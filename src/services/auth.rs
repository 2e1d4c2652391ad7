//! Google OAuth service: code exchange and user upsert.

use reqwest::Url;
use sqlx::{PgPool, Row};
use uuid::Uuid;

const AUTHORIZE_ENDPOINT: &str = "https://accounts.google.com/o/oauth2/v2/auth";
const TOKEN_ENDPOINT: &str = "https://oauth2.googleapis.com/token";
const USERINFO_ENDPOINT: &str = "https://openidconnect.googleapis.com/v1/userinfo";
const SCOPES: &str = "openid email profile";

/// Google OAuth configuration loaded from environment.
#[derive(Debug, Clone)]
pub struct GoogleConfig {
    pub client_id: String,
    pub client_secret: String,
    pub redirect_uri: String,
}

impl GoogleConfig {
    /// Load from `GOOGLE_CLIENT_ID`, `GOOGLE_CLIENT_SECRET`, `GOOGLE_REDIRECT_URI`.
    /// Returns `None` if any are missing (Google sign-in will be disabled).
    #[must_use]
    pub fn from_env() -> Option<Self> {
        Self::from_lookup(|key| std::env::var(key).ok())
    }

    /// Same as [`GoogleConfig::from_env`] over an arbitrary variable source.
    #[must_use]
    pub fn from_lookup(lookup: impl Fn(&str) -> Option<String>) -> Option<Self> {
        let non_empty = |key: &str| lookup(key).filter(|v| !v.trim().is_empty());
        Some(Self {
            client_id: non_empty("GOOGLE_CLIENT_ID")?,
            client_secret: non_empty("GOOGLE_CLIENT_SECRET")?,
            redirect_uri: non_empty("GOOGLE_REDIRECT_URI")?,
        })
    }

    /// Build the Google consent URL carrying the CSRF `state`.
    #[must_use]
    pub fn authorize_url(&self, state: &str) -> String {
        let params = [
            ("client_id", self.client_id.as_str()),
            ("redirect_uri", self.redirect_uri.as_str()),
            ("response_type", "code"),
            ("scope", SCOPES),
            ("state", state),
            ("prompt", "select_account"),
        ];
        match Url::parse_with_params(AUTHORIZE_ENDPOINT, params) {
            Ok(url) => url.into(),
            Err(_) => AUTHORIZE_ENDPOINT.to_owned(),
        }
    }
}

#[derive(Debug, serde::Deserialize)]
struct TokenResponse {
    access_token: String,
}

/// Subset of the OpenID Connect userinfo document.
#[derive(Debug, Clone, serde::Deserialize)]
pub struct GoogleUser {
    pub sub: String,
    pub email: Option<String>,
    #[serde(default)]
    pub email_verified: bool,
    pub name: Option<String>,
    pub picture: Option<String>,
}

impl GoogleUser {
    /// Email only when Google vouches for it.
    #[must_use]
    pub fn verified_email(&self) -> Option<String> {
        self.email
            .as_deref()
            .filter(|_| self.email_verified)
            .map(|e| e.trim().to_ascii_lowercase())
            .filter(|e| !e.is_empty())
    }

    #[must_use]
    pub fn display_name(&self) -> String {
        if let Some(name) = self.name.as_deref().map(str::trim).filter(|n| !n.is_empty()) {
            return name.to_owned();
        }
        self.email
            .as_deref()
            .and_then(|e| e.split('@').next())
            .filter(|local| !local.is_empty())
            .unwrap_or("User")
            .to_owned()
    }
}

#[derive(Debug, thiserror::Error)]
pub enum AuthError {
    #[error("google token exchange failed: {0}")]
    TokenExchange(String),
    #[error("google api error: {0}")]
    GoogleApi(String),
    #[error("database error: {0}")]
    Db(#[from] sqlx::Error),
}

/// Result of signing a Google user in.
#[derive(Debug, Clone, Copy, PartialEq, Eq)]
pub struct UpsertedUser {
    pub id: Uuid,
    pub is_new: bool,
}

/// Exchange an OAuth code for an access token.
///
/// # Errors
///
/// Returns `TokenExchange` on transport failure or an unexpected response.
pub async fn exchange_code(config: &GoogleConfig, code: &str) -> Result<String, AuthError> {
    let client = reqwest::Client::new();
    let resp = client
        .post(TOKEN_ENDPOINT)
        .header("Accept", "application/json")
        .form(&[
            ("client_id", config.client_id.as_str()),
            ("client_secret", config.client_secret.as_str()),
            ("code", code),
            ("redirect_uri", config.redirect_uri.as_str()),
            ("grant_type", "authorization_code"),
        ])
        .send()
        .await
        .map_err(|e| AuthError::TokenExchange(e.to_string()))?;

    let body = resp
        .text()
        .await
        .map_err(|e| AuthError::TokenExchange(e.to_string()))?;
    let token_resp: TokenResponse =
        serde_json::from_str(&body).map_err(|_| AuthError::TokenExchange(format!("unexpected response: {body}")))?;
    Ok(token_resp.access_token)
}

/// Fetch the signed-in Google user's profile.
///
/// # Errors
///
/// Returns `GoogleApi` on transport failure or a non-success status.
pub async fn fetch_google_user(access_token: &str) -> Result<GoogleUser, AuthError> {
    let client = reqwest::Client::new();
    let resp = client
        .get(USERINFO_ENDPOINT)
        .bearer_auth(access_token)
        .send()
        .await
        .map_err(|e| AuthError::GoogleApi(e.to_string()))?;

    if !resp.status().is_success() {
        let status = resp.status();
        let body = resp.text().await.unwrap_or_default();
        return Err(AuthError::GoogleApi(format!("{status}: {body}")));
    }

    resp.json::<GoogleUser>()
        .await
        .map_err(|e| AuthError::GoogleApi(e.to_string()))
}

/// Upsert a user from their Google profile.
///
/// An existing email-only account with the same verified address is linked
/// to the Google identity instead of creating a second user.
///
/// # Errors
///
/// Returns a database error if either statement fails.
pub async fn upsert_user(pool: &PgPool, google: &GoogleUser) -> Result<UpsertedUser, AuthError> {
    let email = google.verified_email();

    if let Some(email) = &email {
        sqlx::query("UPDATE users SET google_id = $1 WHERE email = $2 AND google_id IS NULL")
            .bind(&google.sub)
            .bind(email)
            .execute(pool)
            .await?;
    }

    let row = sqlx::query(
        r"INSERT INTO users (google_id, email, name, avatar_url)
          VALUES ($1, $2, $3, $4)
          ON CONFLICT (google_id) DO UPDATE
              SET avatar_url = EXCLUDED.avatar_url,
                  email = COALESCE(users.email, EXCLUDED.email)
          RETURNING id, (xmax = 0) AS inserted",
    )
    .bind(&google.sub)
    .bind(&email)
    .bind(google.display_name())
    .bind(&google.picture)
    .fetch_one(pool)
    .await?;

    Ok(UpsertedUser { id: row.get("id"), is_new: row.get("inserted") })
}

#[cfg(test)]
#[path = "auth_test.rs"]
mod tests;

*****

> EXERCISE BRIEF
Go through the records above and copy each one exactly.

> SOLUTION
filename src/services/auth.rs
repository 2e1d4c2652391ad7
//! Google OAuth service: code exchange and user upsert.

use reqwest::Url;
use sqlx::{PgPool, Row};
use uuid::Uuid;

const AUTHORIZE_ENDPOINT: &str = "https://accounts.google.com/o/oauth2/v2/auth";
const TOKEN_ENDPOINT: &str = "https://oauth2.googleapis.com/token";
const USERINFO_ENDPOINT: &str = "https://openidconnect.googleapis.com/v1/userinfo";
const SCOPES: &str = "openid email profile";

/// Google OAuth configuration loaded from environment.
#[derive(Debug, Clone)]
pub struct GoogleConfig {
    pub client_id: String,
    pub client_secret: String,
    pub redirect_uri: String,
}

impl GoogleConfig {
    /// Load from `GOOGLE_CLIENT_ID`, `GOOGLE_CLIENT_SECRET`, `GOOGLE_REDIRECT_URI`.
    /// Returns `None` if any are missing (Google sign-in will be disabled).
    #[must_use]
    pub fn from_env() -> Option<Self> {
        Self::from_lookup(|key| std::env::var(key).ok())
    }

    /// Same as [`GoogleConfig::from_env`] over an arbitrary variable source.
    #[must_use]
    pub fn from_lookup(lookup: impl Fn(&str) -> Option<String>) -> Option<Self> {
        let non_empty = |key: &str| lookup(key).filter(|v| !v.trim().is_empty());
        Some(Self {
            client_id: non_empty("GOOGLE_CLIENT_ID")?,
            client_secret: non_empty("GOOGLE_CLIENT_SECRET")?,
            redirect_uri: non_empty("GOOGLE_REDIRECT_URI")?,
        })
    }

    /// Build the Google consent URL carrying the CSRF `state`.
    #[must_use]
    pub fn authorize_url(&self, state: &str) -> String {
        let params = [
            ("client_id", self.client_id.as_str()),
            ("redirect_uri", self.redirect_uri.as_str()),
            ("response_type", "code"),
            ("scope", SCOPES),
            ("state", state),
            ("prompt", "select_account"),
        ];
        match Url::parse_with_params(AUTHORIZE_ENDPOINT, params) {
            Ok(url) => url.into(),
            Err(_) => AUTHORIZE_ENDPOINT.to_owned(),
        }
    }
}

#[derive(Debug, serde::Deserialize)]
struct TokenResponse {
    access_token: String,
}

/// Subset of the OpenID Connect userinfo document.
#[derive(Debug, Clone, serde::Deserialize)]
pub struct GoogleUser {
    pub sub: String,
    pub email: Option<String>,
    #[serde(default)]
    pub email_verified: bool,
    pub name: Option<String>,
    pub picture: Option<String>,
}

impl GoogleUser {
    /// Email only when Google vouches for it.
    #[must_use]
    pub fn verified_email(&self) -> Option<String> {
        self.email
            .as_deref()
            .filter(|_| self.email_verified)
            .map(|e| e.trim().to_ascii_lowercase())
            .filter(|e| !e.is_empty())
    }

    #[must_use]
    pub fn display_name(&self) -> String {
        if let Some(name) = self.name.as_deref().map(str::trim).filter(|n| !n.is_empty()) {
            return name.to_owned();
        }
        self.email
            .as_deref()
            .and_then(|e| e.split('@').next())
            .filter(|local| !local.is_empty())
            .unwrap_or("User")
            .to_owned()
    }
}

#[derive(Debug, thiserror::Error)]
pub enum AuthError {
    #[error("google token exchange failed: {0}")]
    TokenExchange(String),
    #[error("google api error: {0}")]
    GoogleApi(String),
    #[error("database error: {0}")]
    Db(#[from] sqlx::Error),
}

/// Result of signing a Google user in.
#[derive(Debug, Clone, Copy, PartialEq, Eq)]
pub struct UpsertedUser {
    pub id: Uuid,
    pub is_new: bool,
}

/// Exchange an OAuth code for an access token.
///
/// # Errors
///
/// Returns `TokenExchange` on transport failure or an unexpected response.
pub async fn exchange_code(config: &GoogleConfig, code: &str) -> Result<String, AuthError> {
    let client = reqwest::Client::new();
    let resp = client
        .post(TOKEN_ENDPOINT)
        .header("Accept", "application/json")
        .form(&[
            ("client_id", config.client_id.as_str()),
            ("client_secret", config.client_secret.as_str()),
            ("code", code),
            ("redirect_uri", config.redirect_uri.as_str()),
            ("grant_type", "authorization_code"),
        ])
        .send()
        .await
        .map_err(|e| AuthError::TokenExchange(e.to_string()))?;

    let body = resp
        .text()
        .await
        .map_err(|e| AuthError::TokenExchange(e.to_string()))?;
    let token_resp: TokenResponse =
        serde_json::from_str(&body).map_err(|_| AuthError::TokenExchange(format!("unexpected response: {body}")))?;
    Ok(token_resp.access_token)
}

/// Fetch the signed-in Google user's profile.
///
/// # Errors
///
/// Returns `GoogleApi` on transport failure or a non-success status.
pub async fn fetch_google_user(access_token: &str) -> Result<GoogleUser, AuthError> {
    let client = reqwest::Client::new();
    let resp = client
        .get(USERINFO_ENDPOINT)
        .bearer_auth(access_token)
        .send()
        .await
        .map_err(|e| AuthError::GoogleApi(e.to_string()))?;

    if !resp.status().is_success() {
        let status = resp.status();
        let body = resp.text().await.unwrap_or_default();
        return Err(AuthError::GoogleApi(format!("{status}: {body}")));
    }

    resp.json::<GoogleUser>()
        .await
        .map_err(|e| AuthError::GoogleApi(e.to_string()))
}

/// Upsert a user from their Google profile.
///
/// An existing email-only account with the same verified address is linked
/// to the Google identity instead of creating a second user.
///
/// # Errors
///
/// Returns a database error if either statement fails.
pub async fn upsert_user(pool: &PgPool, google: &GoogleUser) -> Result<UpsertedUser, AuthError> {
    let email = google.verified_email();

    if let Some(email) = &email {
        sqlx::query("UPDATE users SET google_id = $1 WHERE email = $2 AND google_id IS NULL")
            .bind(&google.sub)
            .bind(email)
            .execute(pool)
            .await?;
    }

    let row = sqlx::query(
        r"INSERT INTO users (google_id, email, name, avatar_url)
          VALUES ($1, $2, $3, $4)
          ON CONFLICT (google_id) DO UPDATE
              SET avatar_url = EXCLUDED.avatar_url,
                  email = COALESCE(users.email, EXCLUDED.email)
          RETURNING id, (xmax = 0) AS inserted",
    )
    .bind(&google.sub)
    .bind(&email)
    .bind(google.display_name())
    .bind(&google.picture)
    .fetch_one(pool)
    .await?;

    Ok(UpsertedUser { id: row.get("id"), is_new: row.get("inserted") })
}

#[cfg(test)]
#[path = "auth_test.rs"]
mod tests;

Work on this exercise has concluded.